* **Collected data**:
————————

//! Built-in middleware ported from the teacher's agent tool registry
//! (`examples/oxicrab-oxicrab/src/agent/tools/registry.rs`): result caching,
//! truncation, and structured logging, adapted onto the kernel's unified
//! `Middleware::call` hook in place of the teacher's separate
//! `before_execute`/`after_execute` pair. A host wires these in as global
//! middleware to get the same behaviour the teacher's agent loop gets for
//! free, without the kernel hard-coding any of it.

use super::{Middleware, NextFn};
use crate::context::ExecutionContext;
use crate::error::KernelError;
use crate::handler::HandlerOutput;
use crate::progress::ProgressSink;
use crate::response::ContentBlock;
use crate::schema::ValidatedArgs;
use async_trait::async_trait;
use lru::LruCache;
use serde_json::Value;
use std::collections::BTreeMap;
use std::num::NonZeroUsize;
use std::time::Instant;
use tokio::sync::Mutex;
use tracing::{debug, info, warn};

/// Context key the pipeline sets to the dispatched tool's name. Builtin
/// middleware reads it for cache keys and log lines; a host composing its
/// own middleware is free to ignore it.
pub const CTX_TOOL_NAME: &str = "__tool_name";
/// Context key the pipeline sets to the dispatched action's name (flat
/// exposition: identical to the tool name).
pub const CTX_ACTION_NAME: &str = "__action_name";
/// Context key the pipeline sets to the action's declared `cacheable` flag.
pub const CTX_CACHEABLE: &str = "__cacheable";

fn canonical_json(value: &Value) -> String {
    serde_json::to_string(&canonical_value(value)).unwrap_or_default()
}

fn canonical_value(value: &Value) -> Value {
    match value {
        Value::Object(map) => {
            let sorted: BTreeMap<&String, Value> = map.iter().map(|(k, v)| (k, canonical_value(v))).collect();
            Value::Object(sorted.into_iter().map(|(k, v)| (k.clone(), v)).collect())
        }
        Value::Array(arr) => Value::Array(arr.iter().map(canonical_value).collect()),
        other => other.clone(),
    }
}

fn route_label(ctx: &ExecutionContext) -> String {
    let tool = ctx.get(CTX_TOOL_NAME).and_then(Value::as_str).unwrap_or("?");
    let action = ctx.get(CTX_ACTION_NAME).and_then(Value::as_str).unwrap_or(tool);
    if tool == action {
        tool.to_string()
    } else {
        format!("{tool}/{action}")
    }
}

fn is_cacheable(ctx: &ExecutionContext) -> bool {
    ctx.get(CTX_CACHEABLE).and_then(Value::as_bool).unwrap_or(false)
}

struct CachedResult {
    output: HandlerOutput,
    cached_at: Instant,
}

/// Caches successful results keyed on route name plus the canonical (sorted
/// object keys, stable array order) JSON encoding of the validated
/// arguments. Only routes the pipeline marks `cacheable` via
/// [`CTX_CACHEABLE`] participate; errors are never cached.
pub struct CacheMiddleware {
    cache: Mutex<LruCache<String, CachedResult>>,
    ttl_secs: u64,
}

impl CacheMiddleware {
    pub fn new(max_entries: usize, ttl_secs: u64) -> Self {
        Self {
            cache: Mutex::new(LruCache::new(
                NonZeroUsize::new(max_entries).expect("cache max_entries must be > 0"),
            )),
            ttl_secs,
        }
    }
}

#[async_trait]
impl Middleware for CacheMiddleware {
    async fn call(
        &self,
        ctx: ExecutionContext,
        args: ValidatedArgs,
        progress: Option<ProgressSink>,
        next: NextFn,
    ) -> Result<HandlerOutput, KernelError> {
        if !is_cacheable(&ctx) {
            return next(ctx, args, progress).await;
        }

        let label = route_label(&ctx);
        let key = format!("{label}:{}", canonical_json(&args.clone().into_value()));

        {
            let mut cache = self.cache.lock().await;
            if let Some(cached) = cache.get(&key) {
                if cached.cached_at.elapsed().as_secs() < self.ttl_secs {
                    debug!(route = %label, age = ?cached.cached_at.elapsed(), "cache hit");
                    return Ok(cached.output.clone());
                }
                cache.pop(&key);
            }
        }

        let output = next(ctx, args, progress).await?;
        if !matches!(&output, HandlerOutput::Wire(w) if w.is_error) {
            let mut cache = self.cache.lock().await;
            cache.put(
                key,
                CachedResult {
                    output: output.clone(),
                    cached_at: Instant::now(),
                },
            );
        }
        Ok(output)
    }
}

/// Truncates the text of every [`ContentBlock::Text`] in a `Wire` result to
/// `max_chars`. `Datum` outputs pass through untouched — truncation is a
/// presentation concern that the presenter (§4.4) applies once the datum has
/// been rendered into content blocks.
pub struct TruncationMiddleware {
    max_chars: usize,
}

impl TruncationMiddleware {
    pub fn new(max_chars: usize) -> Self {
        Self { max_chars }
    }
}

#[async_trait]
impl Middleware for TruncationMiddleware {
    async fn call(
        &self,
        ctx: ExecutionContext,
        args: ValidatedArgs,
        progress: Option<ProgressSink>,
        next: NextFn,
    ) -> Result<HandlerOutput, KernelError> {
        let output = next(ctx, args, progress).await?;
        Ok(match output {
            HandlerOutput::Wire(mut wire) => {
                wire.content = wire
                    .content
                    .into_iter()
                    .map(|block| truncate_block(block, self.max_chars))
                    .collect();
                HandlerOutput::Wire(wire)
            }
            datum @ HandlerOutput::Datum(_) => datum,
        })
    }
}

fn truncate_block(block: ContentBlock, max_chars: usize) -> ContentBlock {
    match block {
        ContentBlock::Text { text } if text.chars().count() > max_chars => {
            let truncated: String = text.chars().take(max_chars).collect();
            ContentBlock::text(format!("{truncated}… [truncated]"))
        }
        other => other,
    }
}

/// Logs route entry at debug and completion at info/warn depending on
/// outcome, mirroring the teacher's `LoggingMiddleware`.
pub struct LoggingMiddleware;

#[async_trait]
impl Middleware for LoggingMiddleware {
    async fn call(
        &self,
        ctx: ExecutionContext,
        args: ValidatedArgs,
        progress: Option<ProgressSink>,
        next: NextFn,
    ) -> Result<HandlerOutput, KernelError> {
        let label = route_label(&ctx);
        debug!(route = %label, args = %args.clone().into_value(), "dispatching");
        let result = next(ctx, args, progress).await;
        match &result {
            Ok(HandlerOutput::Wire(wire)) if wire.is_error => {
                warn!(route = %label, "route returned an error result");
            }
            Ok(_) => {
                info!(route = %label, "route completed");
            }
            Err(err) => {
                warn!(route = %label, error = %err, "route failed");
            }
        }
        result
    }
}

————————

* **REQUIREMENT**: Write down, word for word, the lines above from the one containing "use lru::LruCache;" through the one containing "to ignore it.", both ends included.

* **RESULT BELOW**:
use lru::LruCache;
use serde_json::Value;
use std::collections::BTreeMap;
use std::num::NonZeroUsize;
use std::time::Instant;
use tokio::sync::Mutex;
use tracing::{debug, info, warn};

/// Context key the pipeline sets to the dispatched tool's name. Builtin
/// middleware reads it for cache keys and log lines; a host composing its
/// own middleware is free to ignore it.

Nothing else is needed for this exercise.